(Given records Opens)
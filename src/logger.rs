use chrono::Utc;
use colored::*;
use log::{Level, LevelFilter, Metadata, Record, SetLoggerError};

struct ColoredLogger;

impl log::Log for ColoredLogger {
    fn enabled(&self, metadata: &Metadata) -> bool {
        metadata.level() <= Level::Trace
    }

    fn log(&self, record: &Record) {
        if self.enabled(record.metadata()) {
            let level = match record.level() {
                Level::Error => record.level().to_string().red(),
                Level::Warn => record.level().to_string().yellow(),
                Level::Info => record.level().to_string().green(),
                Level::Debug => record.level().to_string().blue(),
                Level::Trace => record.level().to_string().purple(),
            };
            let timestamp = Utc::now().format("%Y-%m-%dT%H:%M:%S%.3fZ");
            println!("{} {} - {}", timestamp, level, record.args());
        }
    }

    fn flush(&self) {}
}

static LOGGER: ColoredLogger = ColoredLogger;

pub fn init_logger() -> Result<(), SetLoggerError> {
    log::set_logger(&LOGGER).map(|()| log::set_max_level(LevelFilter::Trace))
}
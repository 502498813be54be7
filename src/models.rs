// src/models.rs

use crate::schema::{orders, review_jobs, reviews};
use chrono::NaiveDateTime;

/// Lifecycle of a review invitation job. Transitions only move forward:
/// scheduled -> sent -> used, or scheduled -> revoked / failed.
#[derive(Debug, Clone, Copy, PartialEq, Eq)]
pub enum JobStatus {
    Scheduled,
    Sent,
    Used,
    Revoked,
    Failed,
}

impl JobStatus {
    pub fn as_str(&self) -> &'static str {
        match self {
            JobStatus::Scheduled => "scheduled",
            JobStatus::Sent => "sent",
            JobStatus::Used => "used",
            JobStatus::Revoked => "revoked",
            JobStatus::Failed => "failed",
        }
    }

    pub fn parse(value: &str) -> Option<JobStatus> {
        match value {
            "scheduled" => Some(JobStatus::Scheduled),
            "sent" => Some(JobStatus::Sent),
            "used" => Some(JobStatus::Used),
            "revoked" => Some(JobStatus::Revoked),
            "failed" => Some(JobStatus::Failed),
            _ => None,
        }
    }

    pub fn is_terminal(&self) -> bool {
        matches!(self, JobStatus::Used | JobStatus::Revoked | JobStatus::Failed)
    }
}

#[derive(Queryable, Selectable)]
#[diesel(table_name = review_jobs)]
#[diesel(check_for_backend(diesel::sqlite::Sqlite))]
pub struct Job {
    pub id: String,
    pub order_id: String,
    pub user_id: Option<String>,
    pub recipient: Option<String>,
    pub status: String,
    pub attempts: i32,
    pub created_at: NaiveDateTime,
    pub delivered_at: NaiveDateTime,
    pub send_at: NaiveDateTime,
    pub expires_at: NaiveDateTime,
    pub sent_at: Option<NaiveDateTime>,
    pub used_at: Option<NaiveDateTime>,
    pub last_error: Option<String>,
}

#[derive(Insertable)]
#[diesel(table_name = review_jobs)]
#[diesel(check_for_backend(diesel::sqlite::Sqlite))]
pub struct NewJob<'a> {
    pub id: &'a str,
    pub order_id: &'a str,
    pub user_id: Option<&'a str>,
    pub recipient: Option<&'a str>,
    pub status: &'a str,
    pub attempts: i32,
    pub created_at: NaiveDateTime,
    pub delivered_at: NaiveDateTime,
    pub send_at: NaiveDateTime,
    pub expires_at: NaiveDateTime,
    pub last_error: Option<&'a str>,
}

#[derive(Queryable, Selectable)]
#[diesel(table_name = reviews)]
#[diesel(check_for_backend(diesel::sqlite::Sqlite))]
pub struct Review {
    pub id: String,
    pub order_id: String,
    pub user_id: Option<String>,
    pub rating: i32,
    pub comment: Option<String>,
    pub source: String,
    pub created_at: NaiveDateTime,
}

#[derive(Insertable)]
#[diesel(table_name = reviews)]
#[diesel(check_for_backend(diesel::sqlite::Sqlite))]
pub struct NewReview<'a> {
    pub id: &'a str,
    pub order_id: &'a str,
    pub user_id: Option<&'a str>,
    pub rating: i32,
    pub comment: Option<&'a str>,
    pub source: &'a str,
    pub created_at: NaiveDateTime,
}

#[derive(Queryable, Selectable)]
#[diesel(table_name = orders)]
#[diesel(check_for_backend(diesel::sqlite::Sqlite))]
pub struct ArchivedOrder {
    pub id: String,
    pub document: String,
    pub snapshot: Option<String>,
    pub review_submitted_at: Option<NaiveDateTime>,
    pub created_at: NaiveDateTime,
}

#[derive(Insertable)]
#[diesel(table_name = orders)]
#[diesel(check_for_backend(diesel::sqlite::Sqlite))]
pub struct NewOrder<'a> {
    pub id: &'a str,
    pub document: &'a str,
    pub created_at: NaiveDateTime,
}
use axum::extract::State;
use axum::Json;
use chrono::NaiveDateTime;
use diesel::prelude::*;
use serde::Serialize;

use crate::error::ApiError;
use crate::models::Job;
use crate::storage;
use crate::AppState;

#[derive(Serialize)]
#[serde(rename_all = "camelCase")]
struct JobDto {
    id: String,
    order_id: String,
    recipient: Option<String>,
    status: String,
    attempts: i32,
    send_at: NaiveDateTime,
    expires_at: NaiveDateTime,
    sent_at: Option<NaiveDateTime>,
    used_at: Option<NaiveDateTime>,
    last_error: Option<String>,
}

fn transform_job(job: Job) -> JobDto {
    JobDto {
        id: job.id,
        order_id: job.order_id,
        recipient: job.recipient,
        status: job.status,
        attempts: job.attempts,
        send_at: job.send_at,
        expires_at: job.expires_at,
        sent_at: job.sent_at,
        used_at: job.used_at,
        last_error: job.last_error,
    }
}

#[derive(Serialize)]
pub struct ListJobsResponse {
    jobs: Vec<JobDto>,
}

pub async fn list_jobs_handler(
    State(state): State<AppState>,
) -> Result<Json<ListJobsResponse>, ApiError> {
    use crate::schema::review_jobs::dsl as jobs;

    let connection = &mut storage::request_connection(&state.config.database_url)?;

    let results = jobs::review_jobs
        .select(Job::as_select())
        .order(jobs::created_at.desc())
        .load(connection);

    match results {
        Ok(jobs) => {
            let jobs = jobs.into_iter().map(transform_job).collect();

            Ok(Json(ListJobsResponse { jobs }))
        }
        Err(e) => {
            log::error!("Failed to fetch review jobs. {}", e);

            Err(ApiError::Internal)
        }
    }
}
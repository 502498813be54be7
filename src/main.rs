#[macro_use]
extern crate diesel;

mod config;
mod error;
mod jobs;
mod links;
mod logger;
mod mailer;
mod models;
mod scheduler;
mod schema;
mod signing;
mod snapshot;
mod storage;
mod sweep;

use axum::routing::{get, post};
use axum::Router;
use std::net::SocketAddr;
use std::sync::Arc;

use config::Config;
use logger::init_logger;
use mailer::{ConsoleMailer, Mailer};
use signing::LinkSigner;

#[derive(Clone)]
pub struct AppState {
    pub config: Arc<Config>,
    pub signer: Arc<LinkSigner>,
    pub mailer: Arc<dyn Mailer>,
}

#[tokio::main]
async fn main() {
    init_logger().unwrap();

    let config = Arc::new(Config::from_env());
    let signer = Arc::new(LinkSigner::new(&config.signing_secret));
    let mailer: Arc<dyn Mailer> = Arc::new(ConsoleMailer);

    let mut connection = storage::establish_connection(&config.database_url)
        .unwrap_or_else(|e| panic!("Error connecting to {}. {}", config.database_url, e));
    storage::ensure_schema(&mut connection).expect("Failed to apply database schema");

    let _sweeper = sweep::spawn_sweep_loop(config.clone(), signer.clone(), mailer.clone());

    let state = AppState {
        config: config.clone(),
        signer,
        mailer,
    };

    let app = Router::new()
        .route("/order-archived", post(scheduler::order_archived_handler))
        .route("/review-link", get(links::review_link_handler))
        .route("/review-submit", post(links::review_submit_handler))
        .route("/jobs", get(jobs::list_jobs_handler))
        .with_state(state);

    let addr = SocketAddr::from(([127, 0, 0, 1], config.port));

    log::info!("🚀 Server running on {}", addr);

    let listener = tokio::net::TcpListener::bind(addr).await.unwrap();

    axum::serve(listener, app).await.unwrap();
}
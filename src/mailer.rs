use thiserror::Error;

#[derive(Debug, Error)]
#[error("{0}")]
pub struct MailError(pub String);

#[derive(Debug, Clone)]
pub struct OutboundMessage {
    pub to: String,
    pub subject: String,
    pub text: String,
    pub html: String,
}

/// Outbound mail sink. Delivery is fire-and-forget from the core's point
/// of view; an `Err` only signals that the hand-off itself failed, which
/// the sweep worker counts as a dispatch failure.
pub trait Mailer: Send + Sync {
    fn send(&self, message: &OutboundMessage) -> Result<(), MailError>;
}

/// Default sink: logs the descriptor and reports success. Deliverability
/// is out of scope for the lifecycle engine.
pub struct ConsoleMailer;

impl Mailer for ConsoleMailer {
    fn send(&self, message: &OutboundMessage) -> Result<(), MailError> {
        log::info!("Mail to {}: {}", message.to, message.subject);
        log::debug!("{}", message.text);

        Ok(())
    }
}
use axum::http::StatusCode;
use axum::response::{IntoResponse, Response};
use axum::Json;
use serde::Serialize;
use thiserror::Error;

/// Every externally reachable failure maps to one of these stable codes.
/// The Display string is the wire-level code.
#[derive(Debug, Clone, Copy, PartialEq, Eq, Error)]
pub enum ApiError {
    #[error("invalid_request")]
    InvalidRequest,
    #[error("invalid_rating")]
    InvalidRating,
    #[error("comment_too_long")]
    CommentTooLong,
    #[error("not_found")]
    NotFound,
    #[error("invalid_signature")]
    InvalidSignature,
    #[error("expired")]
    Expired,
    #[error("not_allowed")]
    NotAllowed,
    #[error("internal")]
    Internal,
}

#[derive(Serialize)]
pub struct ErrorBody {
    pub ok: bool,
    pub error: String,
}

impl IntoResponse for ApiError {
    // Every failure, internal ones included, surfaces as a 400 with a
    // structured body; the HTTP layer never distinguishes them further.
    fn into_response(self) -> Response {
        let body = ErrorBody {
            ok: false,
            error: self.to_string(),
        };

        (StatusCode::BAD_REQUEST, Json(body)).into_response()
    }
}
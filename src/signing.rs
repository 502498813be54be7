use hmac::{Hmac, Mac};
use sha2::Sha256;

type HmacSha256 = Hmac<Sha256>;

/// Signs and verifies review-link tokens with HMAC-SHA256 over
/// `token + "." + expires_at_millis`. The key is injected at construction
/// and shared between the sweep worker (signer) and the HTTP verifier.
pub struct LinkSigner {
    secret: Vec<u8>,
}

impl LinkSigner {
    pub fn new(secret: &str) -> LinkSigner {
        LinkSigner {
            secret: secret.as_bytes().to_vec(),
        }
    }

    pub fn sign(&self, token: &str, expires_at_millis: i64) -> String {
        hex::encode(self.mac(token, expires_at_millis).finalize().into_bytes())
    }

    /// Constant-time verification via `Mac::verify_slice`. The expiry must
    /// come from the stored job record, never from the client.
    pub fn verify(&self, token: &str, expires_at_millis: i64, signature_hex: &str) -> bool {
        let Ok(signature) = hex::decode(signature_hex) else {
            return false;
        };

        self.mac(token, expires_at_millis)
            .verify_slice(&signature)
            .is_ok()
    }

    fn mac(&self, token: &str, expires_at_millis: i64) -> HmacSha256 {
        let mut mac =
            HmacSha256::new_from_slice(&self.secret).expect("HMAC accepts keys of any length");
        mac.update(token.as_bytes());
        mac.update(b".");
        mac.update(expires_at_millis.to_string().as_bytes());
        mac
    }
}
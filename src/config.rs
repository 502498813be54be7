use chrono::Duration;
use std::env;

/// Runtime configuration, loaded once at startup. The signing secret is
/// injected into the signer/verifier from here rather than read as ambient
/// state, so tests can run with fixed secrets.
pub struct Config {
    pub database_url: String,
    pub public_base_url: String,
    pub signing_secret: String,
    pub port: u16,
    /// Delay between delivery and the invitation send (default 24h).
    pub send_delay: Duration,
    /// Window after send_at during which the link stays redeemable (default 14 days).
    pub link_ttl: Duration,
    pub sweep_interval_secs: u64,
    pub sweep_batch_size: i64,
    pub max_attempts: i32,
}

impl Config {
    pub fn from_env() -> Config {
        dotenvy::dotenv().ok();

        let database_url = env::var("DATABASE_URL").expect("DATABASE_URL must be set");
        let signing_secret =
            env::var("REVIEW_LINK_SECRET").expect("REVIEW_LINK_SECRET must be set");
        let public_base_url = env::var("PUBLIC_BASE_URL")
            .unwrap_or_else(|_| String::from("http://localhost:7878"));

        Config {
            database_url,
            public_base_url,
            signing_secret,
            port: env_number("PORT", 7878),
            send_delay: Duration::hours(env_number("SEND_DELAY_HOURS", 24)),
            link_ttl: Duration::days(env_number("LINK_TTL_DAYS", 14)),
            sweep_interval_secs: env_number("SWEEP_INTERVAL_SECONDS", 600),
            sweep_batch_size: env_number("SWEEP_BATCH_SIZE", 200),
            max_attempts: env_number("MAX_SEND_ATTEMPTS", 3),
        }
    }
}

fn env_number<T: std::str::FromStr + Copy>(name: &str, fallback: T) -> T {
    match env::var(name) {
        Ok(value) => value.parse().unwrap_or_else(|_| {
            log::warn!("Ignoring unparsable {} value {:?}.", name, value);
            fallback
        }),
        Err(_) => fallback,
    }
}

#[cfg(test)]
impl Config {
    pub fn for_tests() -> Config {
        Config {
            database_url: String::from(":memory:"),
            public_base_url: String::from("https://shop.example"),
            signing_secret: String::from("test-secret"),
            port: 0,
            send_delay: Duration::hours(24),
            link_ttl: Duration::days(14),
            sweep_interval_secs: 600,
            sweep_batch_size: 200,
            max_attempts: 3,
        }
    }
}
(Given records Closes)
* [Required action]: Using the records given above, list every line that includes the word "document".

* [Response to the task]:
    pub document: String,
    pub document: &'a str,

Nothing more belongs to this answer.